We collected grouping classes based on mappings. We used an extremely promiscuous grouping algorithm, finding the maximally self-connected sets. This undoubtedly results in some meaningless classes. Each grouping class was given an ID and placed in ontology called UBERON. This ontology includes is_a links incoming from the external AOs, and the superset of all synonyms and definitions from the external AOs.
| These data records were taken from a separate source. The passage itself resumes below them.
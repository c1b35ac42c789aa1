//! Assistant kinds and their fixed welcome texts

use serde::{Deserialize, Serialize};
use std::fmt;
use std::str::FromStr;

/// The specialized assistant a session converses with
#[derive(Debug, Clone, Copy, PartialEq, Eq, Hash, Serialize, Deserialize)]
pub enum AssistantKind {
    #[serde(rename = "rfi")]
    Rfi,
    #[serde(rename = "solution")]
    SolutionBrief,
    #[serde(rename = "proposal")]
    Proposal,
}

impl AssistantKind {
    pub const ALL: [AssistantKind; 3] = [
        AssistantKind::Rfi,
        AssistantKind::SolutionBrief,
        AssistantKind::Proposal,
    ];

    /// Wire name
    #[must_use]
    pub fn slug(self) -> &'static str {
        match self {
            AssistantKind::Rfi => "rfi",
            AssistantKind::SolutionBrief => "solution",
            AssistantKind::Proposal => "proposal",
        }
    }

    #[must_use]
    pub fn display_name(self) -> &'static str {
        match self {
            AssistantKind::Rfi => "RFI Assistant",
            AssistantKind::SolutionBrief => "Solution Brief Assistant",
            AssistantKind::Proposal => "Proposal Assistant",
        }
    }

    /// Short description of the artifact this assistant drafts
    #[must_use]
    pub fn description(self) -> &'static str {
        match self {
            AssistantKind::Rfi => "Draft responses to a Request for Information",
            AssistantKind::SolutionBrief => "Create a technical overview of your capabilities",
            AssistantKind::Proposal => "Develop a comprehensive proposal response",
        }
    }

    /// Greeting appended when the assistant is selected
    #[must_use]
    pub fn welcome_message(self) -> &'static str {
        match self {
            AssistantKind::Rfi => {
                "I'm the RFI Assistant. I'll help you draft detailed responses to this Request for Information. What specific questions or requirements would you like to address first?"
            }
            AssistantKind::SolutionBrief => {
                "I'm the Solution Brief Assistant. I'll help you create a technical overview that highlights your capabilities. Let's start by discussing your company's strengths related to this opportunity."
            }
            AssistantKind::Proposal => {
                "I'm the Proposal Assistant. I'll help you develop a comprehensive proposal response. Let's begin by outlining the key requirements and your approach to meeting them."
            }
        }
    }
}

impl fmt::Display for AssistantKind {
    fn fmt(&self, f: &mut fmt::Formatter<'_>) -> fmt::Result {
        f.write_str(self.slug())
    }
}

/// Unrecognized assistant name
#[derive(Debug, Clone, PartialEq, Eq, thiserror::Error)]
#[error("unknown assistant kind: {0}")]
pub struct UnknownAssistant(pub String);

impl FromStr for AssistantKind {
    type Err = UnknownAssistant;

    fn from_str(s: &str) -> Result<Self, Self::Err> {
        match s.trim().to_ascii_lowercase().as_str() {
            "rfi" => Ok(AssistantKind::Rfi),
            "solution" | "solution_brief" | "solution-brief" => Ok(AssistantKind::SolutionBrief),
            "proposal" => Ok(AssistantKind::Proposal),
            _ => Err(UnknownAssistant(s.to_string())),
        }
    }
}
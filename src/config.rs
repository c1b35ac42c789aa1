//! Process configuration read from the environment

use crate::adapters::{DEFAULT_GENERATION_DELAY, DEFAULT_INGESTION_DELAY};
use std::time::Duration;
use thiserror::Error;

pub const DEFAULT_PORT: u16 = 8000;
pub const DEFAULT_HTTP_TIMEOUT: Duration = Duration::from_secs(120);

#[derive(Debug, Clone, PartialEq, Eq, Error)]
pub enum ConfigError {
    #[error("{var} must be a non-negative integer, got {value:?}")]
    InvalidNumber { var: &'static str, value: String },
}

/// Settings for the desk server
#[derive(Debug, Clone, PartialEq, Eq)]
pub struct DeskConfig {
    pub port: u16,
    /// Ingestion service endpoint; fixtures are used when absent
    pub ingestion_url: Option<String>,
    /// Drafting service endpoint; scripted replies are used when absent
    pub generation_url: Option<String>,
    pub ingestion_delay: Duration,
    pub generation_delay: Duration,
    pub http_timeout: Duration,
}

impl Default for DeskConfig {
    fn default() -> Self {
        Self {
            port: DEFAULT_PORT,
            ingestion_url: None,
            generation_url: None,
            ingestion_delay: DEFAULT_INGESTION_DELAY,
            generation_delay: DEFAULT_GENERATION_DELAY,
            http_timeout: DEFAULT_HTTP_TIMEOUT,
        }
    }
}

impl DeskConfig {
    /// # Errors
    ///
    /// `InvalidNumber` when a numeric variable does not parse.
    pub fn from_env() -> Result<Self, ConfigError> {
        Self::from_lookup(|var| std::env::var(var).ok())
    }

    /// Build from an arbitrary variable source
    ///
    /// # Errors
    ///
    /// `InvalidNumber` when a numeric variable does not parse.
    pub fn from_lookup(lookup: impl Fn(&str) -> Option<String>) -> Result<Self, ConfigError> {
        let defaults = Self::default();
        let url = |var: &str| lookup(var).filter(|v| !v.trim().is_empty());

        Ok(Self {
            port: parse_number(&lookup, "DESK_PORT")?.unwrap_or(defaults.port),
            ingestion_url: url("DESK_INGESTION_URL"),
            generation_url: url("DESK_GENERATION_URL"),
            ingestion_delay: parse_number(&lookup, "DESK_INGESTION_DELAY_MS")?
                .map_or(defaults.ingestion_delay, Duration::from_millis),
            generation_delay: parse_number(&lookup, "DESK_GENERATION_DELAY_MS")?
                .map_or(defaults.generation_delay, Duration::from_millis),
            http_timeout: parse_number(&lookup, "DESK_HTTP_TIMEOUT_SECS")?
                .map_or(defaults.http_timeout, Duration::from_secs),
        })
    }
}

fn parse_number<T: std::str::FromStr>(
    lookup: &impl Fn(&str) -> Option<String>,
    var: &'static str,
) -> Result<Option<T>, ConfigError> {
    match lookup(var) {
        None => Ok(None),
        Some(value) => value
            .trim()
            .parse()
            .map(Some)
            .map_err(|_| ConfigError::InvalidNumber { var, value }),
    }
}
Finally we added links to the ontology based on links in the external AOs. Again, we were extremely liberal in what we accepted: if an external AO contained a link (X,R,Y) (asserted or logically entailed) we also created a link (X',R,Y'), where X<->X' and Y<->Y' are mappings. This ultra-liberal policy undoubtedly creates invalid links. The goal is to create the maximal set for now, and curate this in future. 3 cyclic links were generated, these were manually removed.